▶ **WHAT THE TASK REQUIRES**
Print every record below exactly as written.

▶ **RECORDS TO USE**
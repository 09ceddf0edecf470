//! Application Runtime
//!
//! A [`Runtime`] is the registry for one application: stores looked up by
//! name and context values looked up by [`Context`] key. Nothing here is
//! global; independent runtimes can coexist in the same process and are
//! passed explicitly to the code that needs them.

use std::any::{type_name, Any};
use std::fmt;
use std::sync::atomic::{AtomicU64, Ordering};

use dashmap::mapref::entry::Entry;
use dashmap::DashMap;
use tracing::debug;

use crate::error::InvalidOperation;
use crate::store::SignalStore;

/// Typed key for a context value, with a fallback default.
///
/// A `Context` is usually created once (e.g. in a `static` or at
/// application start-up) and shared by providers and consumers.
#[derive(Debug, Clone)]
pub struct Context<T> {
    id: u64,
    default: T,
}

impl<T> Context<T>
where
    T: Clone + Send + Sync + 'static,
{
    pub fn new(default: T) -> Self {
        static COUNTER: AtomicU64 = AtomicU64::new(0);
        Self {
            id: COUNTER.fetch_add(1, Ordering::Relaxed),
            default,
        }
    }

    pub fn default_value(&self) -> &T {
        &self.default
    }
}

type Slot = Box<dyn Any + Send + Sync>;

/// One application's named stores and context values.
#[derive(Default)]
pub struct Runtime {
    stores: DashMap<String, Slot>,
    contexts: DashMap<u64, Slot>,
}

impl Runtime {
    pub fn new() -> Self {
        Self::default()
    }

    /// Register a named store.
    ///
    /// # Errors
    ///
    /// [`InvalidOperation::StoreExists`] if the name is taken.
    pub fn create_store<T>(
        &self,
        name: &str,
        initial: T,
    ) -> Result<SignalStore<T>, InvalidOperation>
    where
        T: Clone + PartialEq + Send + Sync + 'static,
    {
        match self.stores.entry(name.to_string()) {
            Entry::Occupied(_) => Err(InvalidOperation::StoreExists {
                name: name.to_string(),
            }),
            Entry::Vacant(slot) => {
                let store = SignalStore::new(initial);
                slot.insert(Box::new(store.clone()));
                debug!(name, value_type = type_name::<T>(), "registered store");
                Ok(store)
            }
        }
    }

    /// Look up a named store.
    ///
    /// # Errors
    ///
    /// [`InvalidOperation::StoreNotFound`] for unknown names and
    /// [`InvalidOperation::StoreTypeMismatch`] when the store holds another
    /// value type.
    pub fn store<T>(&self, name: &str) -> Result<SignalStore<T>, InvalidOperation>
    where
        T: Clone + Send + Sync + 'static,
    {
        let slot = self
            .stores
            .get(name)
            .ok_or_else(|| InvalidOperation::StoreNotFound {
                name: name.to_string(),
            })?;

        slot.value()
            .as_ref()
            .downcast_ref::<SignalStore<T>>()
            .cloned()
            .ok_or_else(|| InvalidOperation::StoreTypeMismatch {
                name: name.to_string(),
                expected: type_name::<T>(),
            })
    }

    /// Getter and setter closures for a named store.
    #[allow(clippy::type_complexity)]
    pub fn use_store<T>(
        &self,
        name: &str,
    ) -> Result<
        (
            impl Fn() -> T + Send + Sync + 'static,
            impl Fn(T) -> Result<(), InvalidOperation> + Send + Sync + 'static,
        ),
        InvalidOperation,
    >
    where
        T: Clone + Send + Sync + 'static,
    {
        let store = self.store::<T>(name)?;
        Ok(crate::store::use_store(&store))
    }

    pub fn contains_store(&self, name: &str) -> bool {
        self.stores.contains_key(name)
    }

    /// Remove a named store. Existing handles keep working.
    pub fn remove_store(&self, name: &str) -> bool {
        self.stores.remove(name).is_some()
    }

    /// Provide a value for `context`, replacing any earlier one.
    pub fn provide<T>(&self, context: &Context<T>, value: T)
    where
        T: Clone + Send + Sync + 'static,
    {
        self.contexts.insert(context.id, Box::new(value));
    }

    /// The provided value for `context`, or its default.
    pub fn use_context<T>(&self, context: &Context<T>) -> T
    where
        T: Clone + Send + Sync + 'static,
    {
        self.contexts
            .get(&context.id)
            .and_then(|slot| slot.value().as_ref().downcast_ref::<T>().cloned())
            .unwrap_or_else(|| context.default.clone())
    }
}

impl fmt::Debug for Runtime {
    fn fmt(&self, f: &mut fmt::Formatter<'_>) -> fmt::Result {
        let names: Vec<String> = self.stores.iter().map(|e| e.key().clone()).collect();
        f.debug_struct("Runtime")
            .field("stores", &names)
            .field("contexts", &self.contexts.len())
            .finish()
    }
}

▶ **EXPECTED OUTPUT**
repository 09ceddf0edecf470
//! Application Runtime
//!
//! A [`Runtime`] is the registry for one application: stores looked up by
//! name and context values looked up by [`Context`] key. Nothing here is
//! global; independent runtimes can coexist in the same process and are
//! passed explicitly to the code that needs them.

use std::any::{type_name, Any};
use std::fmt;
use std::sync::atomic::{AtomicU64, Ordering};

use dashmap::mapref::entry::Entry;
use dashmap::DashMap;
use tracing::debug;

use crate::error::InvalidOperation;
use crate::store::SignalStore;

/// Typed key for a context value, with a fallback default.
///
/// A `Context` is usually created once (e.g. in a `static` or at
/// application start-up) and shared by providers and consumers.
#[derive(Debug, Clone)]
pub struct Context<T> {
    id: u64,
    default: T,
}

impl<T> Context<T>
where
    T: Clone + Send + Sync + 'static,
{
    pub fn new(default: T) -> Self {
        static COUNTER: AtomicU64 = AtomicU64::new(0);
        Self {
            id: COUNTER.fetch_add(1, Ordering::Relaxed),
            default,
        }
    }

    pub fn default_value(&self) -> &T {
        &self.default
    }
}

type Slot = Box<dyn Any + Send + Sync>;

/// One application's named stores and context values.
#[derive(Default)]
pub struct Runtime {
    stores: DashMap<String, Slot>,
    contexts: DashMap<u64, Slot>,
}

impl Runtime {
    pub fn new() -> Self {
        Self::default()
    }

    /// Register a named store.
    ///
    /// # Errors
    ///
    /// [`InvalidOperation::StoreExists`] if the name is taken.
    pub fn create_store<T>(
        &self,
        name: &str,
        initial: T,
    ) -> Result<SignalStore<T>, InvalidOperation>
    where
        T: Clone + PartialEq + Send + Sync + 'static,
    {
        match self.stores.entry(name.to_string()) {
            Entry::Occupied(_) => Err(InvalidOperation::StoreExists {
                name: name.to_string(),
            }),
            Entry::Vacant(slot) => {
                let store = SignalStore::new(initial);
                slot.insert(Box::new(store.clone()));
                debug!(name, value_type = type_name::<T>(), "registered store");
                Ok(store)
            }
        }
    }

    /// Look up a named store.
    ///
    /// # Errors
    ///
    /// [`InvalidOperation::StoreNotFound`] for unknown names and
    /// [`InvalidOperation::StoreTypeMismatch`] when the store holds another
    /// value type.
    pub fn store<T>(&self, name: &str) -> Result<SignalStore<T>, InvalidOperation>
    where
        T: Clone + Send + Sync + 'static,
    {
        let slot = self
            .stores
            .get(name)
            .ok_or_else(|| InvalidOperation::StoreNotFound {
                name: name.to_string(),
            })?;

        slot.value()
            .as_ref()
            .downcast_ref::<SignalStore<T>>()
            .cloned()
            .ok_or_else(|| InvalidOperation::StoreTypeMismatch {
                name: name.to_string(),
                expected: type_name::<T>(),
            })
    }

    /// Getter and setter closures for a named store.
    #[allow(clippy::type_complexity)]
    pub fn use_store<T>(
        &self,
        name: &str,
    ) -> Result<
        (
            impl Fn() -> T + Send + Sync + 'static,
            impl Fn(T) -> Result<(), InvalidOperation> + Send + Sync + 'static,
        ),
        InvalidOperation,
    >
    where
        T: Clone + Send + Sync + 'static,
    {
        let store = self.store::<T>(name)?;
        Ok(crate::store::use_store(&store))
    }

    pub fn contains_store(&self, name: &str) -> bool {
        self.stores.contains_key(name)
    }

    /// Remove a named store. Existing handles keep working.
    pub fn remove_store(&self, name: &str) -> bool {
        self.stores.remove(name).is_some()
    }

    /// Provide a value for `context`, replacing any earlier one.
    pub fn provide<T>(&self, context: &Context<T>, value: T)
    where
        T: Clone + Send + Sync + 'static,
    {
        self.contexts.insert(context.id, Box::new(value));
    }

    /// The provided value for `context`, or its default.
    pub fn use_context<T>(&self, context: &Context<T>) -> T
    where
        T: Clone + Send + Sync + 'static,
    {
        self.contexts
            .get(&context.id)
            .and_then(|slot| slot.value().as_ref().downcast_ref::<T>().cloned())
            .unwrap_or_else(|| context.default.clone())
    }
}

impl fmt::Debug for Runtime {
    fn fmt(&self, f: &mut fmt::Formatter<'_>) -> fmt::Result {
        let names: Vec<String> = self.stores.iter().map(|e| e.key().clone()).collect();
        f.debug_struct("Runtime")
            .field("stores", &names)
            .field("contexts", &self.contexts.len())
            .finish()
    }
}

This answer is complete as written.